In [1]:
#Project: Import json to bigquery table
#StartDate: 4/21/2022
#EndDate: 
#Developer: Bradley, Hongquy, Khoa

In [2]:
from flask import Flask,render_template,request,redirect,url_for
from google.cloud import bigquery
from google.oauth2 import service_account
from google.cloud import storage
import os, re, datetime, uuid, time, json
import google.cloud.logging
import apache_beam as beam
from io import StringIO
import argparse
from apache_beam.options.pipeline_options import PipelineOptions
from werkzeug.utils import secure_filename

In [3]:
#this is to allow a authenticated user on the project to work on bigquerry
Key_path = r"C:\\Users\Brad\Documents\model-craft-342921-ea36cdb339e7.json"

#this is needed to request a job
os.environ["GOOGLE_APPLICATION_CREDENTIALS"] = Key_path
credentials = service_account.Credentials.from_service_account_file(Key_path,scopes=["https://www.googleapis.com/auth/cloud-platform"])
client=bigquery.Client(credentials=credentials,project=credentials.project_id)

#this is needed to allow the request to access gcp cloud storage
storage_client=storage.Client(credentials=credentials,project=credentials.project_id)

#this is where a temporary file is stored to be accessed by the cloud
bucket = storage_client.get_bucket("data_intake4062022")

#this is where the column location and message from bigquery is stored to be accessed later
bucket1 = storage_client.get_bucket("error_messages4142022")

#this is where the rows attempted to be inserted into bigquery is stored to be accessed later
bucket2 = storage_client.get_bucket("practice_error_logs")

bucket3 = storage_client.get_bucket("job_details_4192022")

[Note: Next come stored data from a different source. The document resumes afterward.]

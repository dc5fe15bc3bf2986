use crate::commands::{self, RunOptions};
use crate::log_debug;
use crate::ui;
use clap::builder::{Styles, styling::AnsiColor};
use clap::{Parser, crate_version};

const LOG_FILE: &str = "release-herald-debug.log";

/// Default changelog location, relative to the working directory
const DEFAULT_CHANGELOG: &str = "./changes.md";

/// CLI structure defining the available arguments
#[derive(Parser)]
#[command(
    author,
    version = crate_version!(),
    about = "Release Herald: announce a release to Discord",
    long_about = "Release Herald reads a changelog, reformats it into emoji bullets, \
optionally translates it via OpenAI, and posts a rich embed with download links to a Discord webhook.",
    disable_version_flag = true,
    styles = get_styles(),
)]
pub struct Cli {
    /// Changelog file to read
    #[arg(
        long = "changelog",
        default_value = DEFAULT_CHANGELOG,
        help = "Changelog file to read"
    )]
    pub changelog: String,

    /// Skip translation even if OPENAI_API_KEY is set
    #[arg(
        long = "no-translate",
        help = "Skip translation even if OPENAI_API_KEY is set"
    )]
    pub no_translate: bool,

    /// Print the webhook payload as JSON instead of sending it
    #[arg(
        long = "dry-run",
        help = "Print the webhook payload as JSON instead of sending it"
    )]
    pub dry_run: bool,

    /// Log debug messages to a file
    #[arg(
        short = 'l',
        long = "log",
        help = "Log debug messages to a file"
    )]
    pub log: bool,

    /// Specify a custom log file path
    #[arg(long = "log-file", help = "Specify a custom log file path")]
    pub log_file: Option<String>,

    /// Suppress non-essential output (spinners, status messages, etc.)
    #[arg(short = 'q', long = "quiet", help = "Suppress non-essential output")]
    pub quiet: bool,

    /// Display the version
    #[arg(short = 'v', long = "version", help = "Display the version")]
    pub version: bool,
}

/// Define custom styles for Clap
fn get_styles() -> Styles {
    Styles::styled()
        .header(AnsiColor::Magenta.on_default().bold())
        .usage(AnsiColor::Cyan.on_default().bold())
        .literal(AnsiColor::Green.on_default().bold())
        .placeholder(AnsiColor::Yellow.on_default())
        .valid(AnsiColor::Blue.on_default().bold())
        .invalid(AnsiColor::Red.on_default().bold())
        .error(AnsiColor::Red.on_default().bold())
}

/// Parse the command-line arguments
pub fn parse_args() -> Cli {
    Cli::parse()
}

/// Main CLI entry point
pub async fn main() -> anyhow::Result<()> {
    let cli = parse_args();

    if cli.version {
        ui::print_version(crate_version!());
        return Ok(());
    }

    if cli.log {
        crate::logger::enable_logging();
        let log_file = cli.log_file.as_deref().unwrap_or(LOG_FILE);
        crate::logger::set_log_file(log_file)?;
        log_debug!("Debug logging enabled, writing to {}", log_file);
    } else {
        crate::logger::disable_logging();
    }

    // Set quiet mode in the UI module
    if cli.quiet {
        ui::set_quiet_mode(true);
    }

    commands::run(&RunOptions {
        changelog_path: cli.changelog,
        no_translate: cli.no_translate,
        dry_run: cli.dry_run,
    })
    .await
}
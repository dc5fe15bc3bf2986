#![allow(clippy::unwrap_used)]

use release_herald::config::{Config, ConfigError};
use std::collections::HashMap;

/// Build a lookup closure over a fixed set of variables
fn lookup_from(vars: &[(&str, &str)]) -> impl Fn(&str) -> Option<String> {
    let map: HashMap<String, String> = vars
        .iter()
        .map(|&(k, v)| (k.to_string(), v.to_string()))
        .collect();
    move |name: &str| map.get(name).cloned()
}

fn full_env() -> Vec<(&'static str, &'static str)> {
    vec![
        ("GITHUB_REPOSITORY", "org/my-bot"),
        ("GITHUB_REF_NAME", "v1.2.0"),
        ("GITHUB_SERVER_URL", "https://github.com"),
        ("DISCORD_WEBHOOK_URL", "https://discord.com/api/webhooks/1/abc"),
        ("OPENAI_API_KEY", "sk-test"),
    ]
}

#[test]
fn test_derived_urls() {
    let config = Config::from_lookup(lookup_from(&full_env())).unwrap();

    assert_eq!(config.project_name, "my-bot");
    assert_eq!(
        config.release_url,
        "https://github.com/org/my-bot/releases/tag/v1.2.0"
    );
    assert_eq!(
        config.artifact_base_url,
        "https://github.com/org/my-bot/releases/download/v1.2.0"
    );
}

#[test]
fn test_each_required_variable_is_enforced() {
    for missing in [
        "GITHUB_REPOSITORY",
        "GITHUB_REF_NAME",
        "GITHUB_SERVER_URL",
        "DISCORD_WEBHOOK_URL",
    ] {
        let vars: Vec<(&str, &str)> = full_env()
            .into_iter()
            .filter(|&(name, _)| name != missing)
            .collect();
        let result = Config::from_lookup(lookup_from(&vars));

        match result {
            Err(ConfigError::MissingEnv(name)) => {
                assert_eq!(name, missing, "error should name the missing variable");
            }
            other => panic!("expected MissingEnv for {missing}, got {other:?}"),
        }
    }
}

#[test]
fn test_empty_value_is_treated_as_missing() {
    let mut vars = full_env();
    vars.retain(|&(name, _)| name != "GITHUB_REF_NAME");
    vars.push(("GITHUB_REF_NAME", ""));

    let result = Config::from_lookup(lookup_from(&vars));
    assert!(matches!(result, Err(ConfigError::MissingEnv(name)) if name == "GITHUB_REF_NAME"));
}

#[test]
fn test_translation_credential_is_optional() {
    let vars: Vec<(&str, &str)> = full_env()
        .into_iter()
        .filter(|&(name, _)| name != "OPENAI_API_KEY")
        .collect();

    let config = Config::from_lookup(lookup_from(&vars)).unwrap();
    assert_eq!(config.openai_api_key, None);
    assert!(!config.translation_enabled());

    let config = Config::from_lookup(lookup_from(&full_env())).unwrap();
    assert_eq!(config.openai_api_key.as_deref(), Some("sk-test"));
    assert!(config.translation_enabled());
}

#[test]
fn test_malformed_repository_identifiers_are_rejected() {
    for repo in ["no-slash", "a/b/c", "/name", "owner/", "/"] {
        let mut vars = full_env();
        vars.retain(|&(name, _)| name != "GITHUB_REPOSITORY");
        vars.push(("GITHUB_REPOSITORY", repo));

        let result = Config::from_lookup(lookup_from(&vars));
        assert!(
            matches!(result, Err(ConfigError::MalformedRepository(_))),
            "'{repo}' should be rejected"
        );
    }
}

#[test]
fn test_missing_env_error_message_names_the_variable() {
    let err = ConfigError::MissingEnv("DISCORD_WEBHOOK_URL".to_string());
    assert_eq!(
        err.to_string(),
        "Environment variable DISCORD_WEBHOOK_URL is not set"
    );
}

#this is needed to access logs from the bigquery job
client1 = google.cloud.logging.Client()
logger = client1.logger(name="dataflow.googleapis.com%2Fworker")

In [4]:
#this is a function created to format the input data into a dictionary so the data can be easily inserted into bigquery
class formating(beam.DoFn):
    #table_sch is a side input that was found for the table we are trying to insert the data into
    def process(self, element, table_sch, job_name):
        import apache_beam as beam
        record = {}
        record['job_id'] = job_name
        for x in range(0, len(element)):
            name = table_sch[x]['name']
            record[name] = element[x]
        yield record

In [5]:
#this function is for the second pipeline and will merge the message from bigquery with its respective input data
class process_message(beam.DoFn):
    #bad_input_data is a side input that contains all the bad inserts from bigquery
    #Total is a side input that will be used for numbering the error message
    def process(self, element, bad_input_data, count):
        import apache_beam as beam
        from io import StringIO
        import json, re
        #these few steps are required to format the data
        bad_message = element.replace("'",'"')
        bad_message = json.loads(bad_message)
        #the last steps take an element from the pipeline, which is the message and column location, and match it with the side input
        for bad_message_row in bad_message['elements']:
            for input_data in bad_input_data['elements']:
                message = ''
                if input_data[bad_message_row['location']] == bad_message_row['message'].split(': ')[1]:
                    count = count+1
                    #this is the final message that will be seen by the user
                    message = 'Error #{} - Message: {} in column {} - Input: {}\n'.format(count, bad_message_row['message'],bad_message_row['location'],input_data)
                    #this will remove the used inputed row data so it wont be used more than once
                    bad_input_data['elements'].remove(input_data)
                    yield message

In [6]:
class json_ext(beam.DoFn):
    def process(self, element, job_name):
        import apache_beam as beam
        from io import StringIO
        import json, re
        json_row = element.replace("'",'"')
        json_row = json.loads(json_row)
        for row_data in json_row['elements']:
            row_data['job_id'] = job_name
            yield row_data

In [7]:
#this is needed to run the website html
app = Flask(__name__)

#secret key is to allow this python code to move variable from the frontend to the backend
app.secret_key = "35367565"

@app.route('/')
def form():
    return redirect(url_for('upload'))

#This will render the frontend of the website to get the json file
@app.route('/upload', methods=['GET','POST'])
def upload():

    #resets the message so that previous messages dont confuse the user
    message = None
    
    #this will find all the tables being used in this project and display them as options to be used in bigquery
    tables = ['Task3'] #change--------------------------
    
    #this creates a unique job name for dataflow
    job_name = 'pythontobigquerry-{}'.format(uuid.uuid4())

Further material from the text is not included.